The fail-safe response for Hollywood has been to depict racial prejudice in cartoon caricature, a technique that has made the Southern redneck a cinematic bad guy on par with Nazis, Arab terrorists and zombies. By denying the casual, commonplace quality of racial prejudice, and peering into the saddest values of the greatest generation, Hollywood perpetuates an ahistorical vision of how democracy and white supremacy comfortably co-existed.
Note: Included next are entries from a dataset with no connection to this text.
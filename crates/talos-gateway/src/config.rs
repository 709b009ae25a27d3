//! Gateway configuration loading from file and environment variables.

use serde::Deserialize;
use std::net::{IpAddr, Ipv4Addr};
use talos_stream::StreamSettings;
use thiserror::Error;

/// Top-level gateway configuration.
#[derive(Debug, Clone, Default, Deserialize)]
pub struct Config {
    #[serde(default)]
    pub server: ServerConfig,

    #[serde(default)]
    pub storage: StorageConfig,

    #[serde(default)]
    pub logging: LoggingConfig,

    /// Live delivery tunables.
    #[serde(default)]
    pub stream: StreamSettings,

    #[serde(default)]
    pub auth: AuthConfig,
}

/// Network configuration for the HTTP server.
#[derive(Debug, Clone, Deserialize)]
pub struct ServerConfig {
    #[serde(default = "default_host")]
    pub host: IpAddr,

    #[serde(default = "default_port")]
    pub port: u16,

    /// Deployment region reported by the status endpoint.
    #[serde(default = "default_region")]
    pub region: String,
}

/// Which audit store backs the gateway.
#[derive(Debug, Clone, Copy, Default, PartialEq, Eq, Deserialize)]
#[serde(rename_all = "lowercase")]
pub enum StorageKind {
    /// Process memory; nothing survives a restart.
    #[default]
    Memory,
    /// SQLite file at `storage.path`.
    Sqlite,
}

impl std::str::FromStr for StorageKind {
    type Err = ConfigError;

    fn from_str(s: &str) -> Result<Self, Self::Err> {
        match s.to_ascii_lowercase().as_str() {
            "memory" => Ok(Self::Memory),
            "sqlite" => Ok(Self::Sqlite),
            _ => Err(ConfigError::InvalidValue {
                key: "storage.kind",
                value: s.to_string(),
            }),
        }
    }
}

/// Audit store configuration.
#[derive(Debug, Clone, Deserialize)]
pub struct StorageConfig {
    #[serde(default)]
    pub kind: StorageKind,

    /// Path to the SQLite database file.
    #[serde(default = "default_db_path")]
    pub path: String,

    /// SQLite busy timeout in milliseconds.
    #[serde(default = "default_busy_timeout_ms")]
    pub busy_timeout_ms: u64,

    /// Maximum pooled SQLite connections.
    #[serde(default = "default_pool_max_size")]
    pub pool_max_size: u32,
}

/// Logging configuration.
#[derive(Debug, Clone, Deserialize)]
pub struct LoggingConfig {
    /// Log level filter (e.g., "info", "talos_gateway=debug,info").
    #[serde(default = "default_log_level")]
    pub level: String,

    /// Whether to output logs in JSON format.
    #[serde(default)]
    pub json: bool,
}

/// Admin API authentication.
#[derive(Debug, Clone, Default, Deserialize)]
pub struct AuthConfig {
    /// Bearer token accepted on admin routes. Without one, admin routes
    /// refuse every request unless `dev_mode` is on.
    #[serde(default)]
    pub admin_token: Option<String>,

    /// Accept any bearer token on admin routes.
    #[serde(default)]
    pub dev_mode: bool,
}

fn default_host() -> IpAddr {
    IpAddr::V4(Ipv4Addr::new(127, 0, 0, 1))
}

fn default_port() -> u16 {
    8080
}

fn default_region() -> String {
    "local".to_string()
}

fn default_db_path() -> String {
    "talos_audit.db".to_string()
}

fn default_busy_timeout_ms() -> u64 {
    talos_db::DbRuntimeSettings::default().busy_timeout_ms
}

fn default_pool_max_size() -> u32 {
    talos_db::DbRuntimeSettings::default().pool_max_size
}

fn default_log_level() -> String {
    "info".to_string()
}

impl Default for ServerConfig {
    fn default() -> Self {
        Self {
            host: default_host(),
            port: default_port(),
            region: default_region(),
        }
    }
}

impl Default for StorageConfig {
    fn default() -> Self {
        Self {
            kind: StorageKind::default(),
            path: default_db_path(),
            busy_timeout_ms: default_busy_timeout_ms(),
            pool_max_size: default_pool_max_size(),
        }
    }
}

impl Default for LoggingConfig {
    fn default() -> Self {
        Self {
            level: default_log_level(),
            json: false,
        }
    }
}

impl StorageConfig {
    pub fn runtime_settings(&self) -> talos_db::DbRuntimeSettings {
        talos_db::DbRuntimeSettings {
            busy_timeout_ms: self.busy_timeout_ms,
            pool_max_size: self.pool_max_size,
        }
    }
}

/// Errors that can occur when loading configuration.
#[derive(Debug, Error)]
pub enum ConfigError {
    /// Failed to read the configuration file.
    #[error("failed to read config file: {0}")]
    FileRead(#[from] std::io::Error),

    /// Failed to parse the configuration file.
    #[error("failed to parse config file: {0}")]
    Parse(#[from] toml::de::Error),

    /// An override named a value the gateway does not understand.
    #[error("invalid value for {key}: {value}")]
    InvalidValue { key: &'static str, value: String },
}

/// Loads configuration from a TOML file, falling back to defaults, then
/// applies environment overrides (see [`apply_overrides`]).
///
/// # Errors
///
/// Returns `ConfigError` if the file exists but cannot be read or parsed,
/// or an override is invalid.
pub fn load_config(path: Option<&str>) -> Result<Config, ConfigError> {
    let mut config = match path {
        Some(p) => match std::fs::read_to_string(p) {
            Ok(contents) => toml::from_str(&contents)?,
            Err(e) if e.kind() == std::io::ErrorKind::NotFound => {
                tracing::info!(path = p, "config file not found, using defaults");
                Config::default()
            }
            Err(e) => return Err(ConfigError::FileRead(e)),
        },
        None => Config::default(),
    };

    apply_overrides(&mut config, |key| std::env::var(key).ok())?;
    Ok(config)
}

fn flag(value: &str) -> bool {
    matches!(value.to_ascii_lowercase().as_str(), "1" | "true" | "yes")
}

/// Applies overrides looked up through `var`:
/// - `TALOS_HOST`, `TALOS_PORT`, `TALOS_REGION` override `[server]`
/// - `TALOS_STORAGE_TYPE` (`memory` | `sqlite`), `TALOS_DB_PATH` override `[storage]`
/// - `TALOS_LOG_LEVEL`, `TALOS_LOG_JSON` override `[logging]`
/// - `TALOS_QUEUE_CAPACITY`, `TALOS_HEARTBEAT_INTERVAL_MS` override `[stream]`
/// - `TALOS_ADMIN_TOKEN`, `TALOS_DEV_MODE` override `[auth]`; `MODE=dev`
///   also turns on dev mode
///
/// Unparseable numbers and addresses are ignored.
///
/// # Errors
///
/// Returns `ConfigError::InvalidValue` for an unknown storage type.
pub fn apply_overrides<F>(config: &mut Config, var: F) -> Result<(), ConfigError>
where
    F: Fn(&str) -> Option<String>,
{
    if let Some(parsed) = var("TALOS_HOST").and_then(|v| v.parse().ok()) {
        config.server.host = parsed;
    }
    if let Some(parsed) = var("TALOS_PORT").and_then(|v| v.parse().ok()) {
        config.server.port = parsed;
    }
    if let Some(region) = var("TALOS_REGION") {
        config.server.region = region;
    }

    if let Some(kind) = var("TALOS_STORAGE_TYPE") {
        config.storage.kind = kind.parse()?;
    }
    if let Some(path) = var("TALOS_DB_PATH") {
        config.storage.path = path;
    }

    if let Some(level) = var("TALOS_LOG_LEVEL") {
        config.logging.level = level;
    }
    if let Some(json) = var("TALOS_LOG_JSON") {
        config.logging.json = flag(&json);
    }

    if let Some(parsed) = var("TALOS_QUEUE_CAPACITY").and_then(|v| v.parse().ok()) {
        config.stream.queue_capacity = parsed;
    }
    if let Some(parsed) = var("TALOS_HEARTBEAT_INTERVAL_MS").and_then(|v| v.parse().ok()) {
        config.stream.heartbeat_interval_ms = parsed;
    }

    if let Some(token) = var("TALOS_ADMIN_TOKEN").filter(|t| !t.is_empty()) {
        config.auth.admin_token = Some(token);
    }
    if let Some(dev) = var("TALOS_DEV_MODE") {
        config.auth.dev_mode = flag(&dev);
    }
    if let Some(mode) = var("MODE") {
        let mode = mode.to_ascii_lowercase();
        if mode == "dev" || mode == "development" {
            config.auth.dev_mode = true;
        }
    }

    Ok(())
}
This paragraph feels of monumental importance in the wake of the recent [murder of James Craig Anderson](http://hypertext.net/2011/08/hate-crime- videotaped) by a group of white teenagers led by 18-year-old Deryl Dedmon, Jr. in Jackson, Mississippi. Hollywood’s rednecks may be some kind of foreign evil, but in reality, they’re our friends and neighbors. Worse, they’re our kids.

One of the things that I find most harrowing about this horrific crime is Dedmon’s mugshot. He is a scrawny, bright-eyed boy, yet he is the face of hatred; he is the face of racism. Deryl Dedmon, Jr. is a murderer who killed a black man because he thought it would be fun. George’s point is that in films we don’t see the commonplace racism that leads to horrific acts such as Anderson’s murder. Hollywood’s stories need a villain, but what about when that villain is the kid next door?

Do the filmmakers put us inside the head of the black woman braving a gantlet of jeering whites to integrate a segregated school? Do we understand the strain on a white diner owner who finally allows blacks to enter his place despite the anger of his neighbors? It is this nuanced humanity that this movement demands.

I feel Melvin Van Peebles’s 1970 Watermelon Man is worth mentioning here. The film is about Jeff Gerber (played by comedian Godfrey Cambridge), a loudmouth suburban white racist who wakes up one day as a black man. His friends, family and neighbors who were once the prim and pious quiet ones in the face of his boisterous racism, now show their true colors toward Gerber’s new form. Once it is clear that there is nothing that could make Gerber white again, his relationships and his status erode to the point that he is no longer welcome in the community. The film ends on a sobering note, with Gerber and other black men preparing to fight, as if for battle. The war, it seems, was only beginning.

Peebles would go on to make the groundbreaking Sweet Sweetback’s Baadasssss Song. That film represents a turning point in black cinema, but Watermelon Man is a standout work in its own right. It portrays what Nelson George is suggesting, rightly, is too often forgotten in civil rights cinema, showing us not just the violent ugliness of racism but its underlying prevalence. The violent history of racism in this country is something we should never undermine. Still, there is a certain horror in watching Jeff Gerber’s neighbors cogently explain why he must move out for fear of their property values dropping. This was not the extreme, this was market-supported racism that illustrated just how deeply entrenched our nation was.

If George’s Times piece gets you fired up to seek out films about the civil rights movement, I think Watermelon Man should be on your shortlist. Follow it up with a screening of Sweet Sweetback’s Baadasssss Song and you’ll already be two films deep into Peebles’s repertoire. Not a bad start.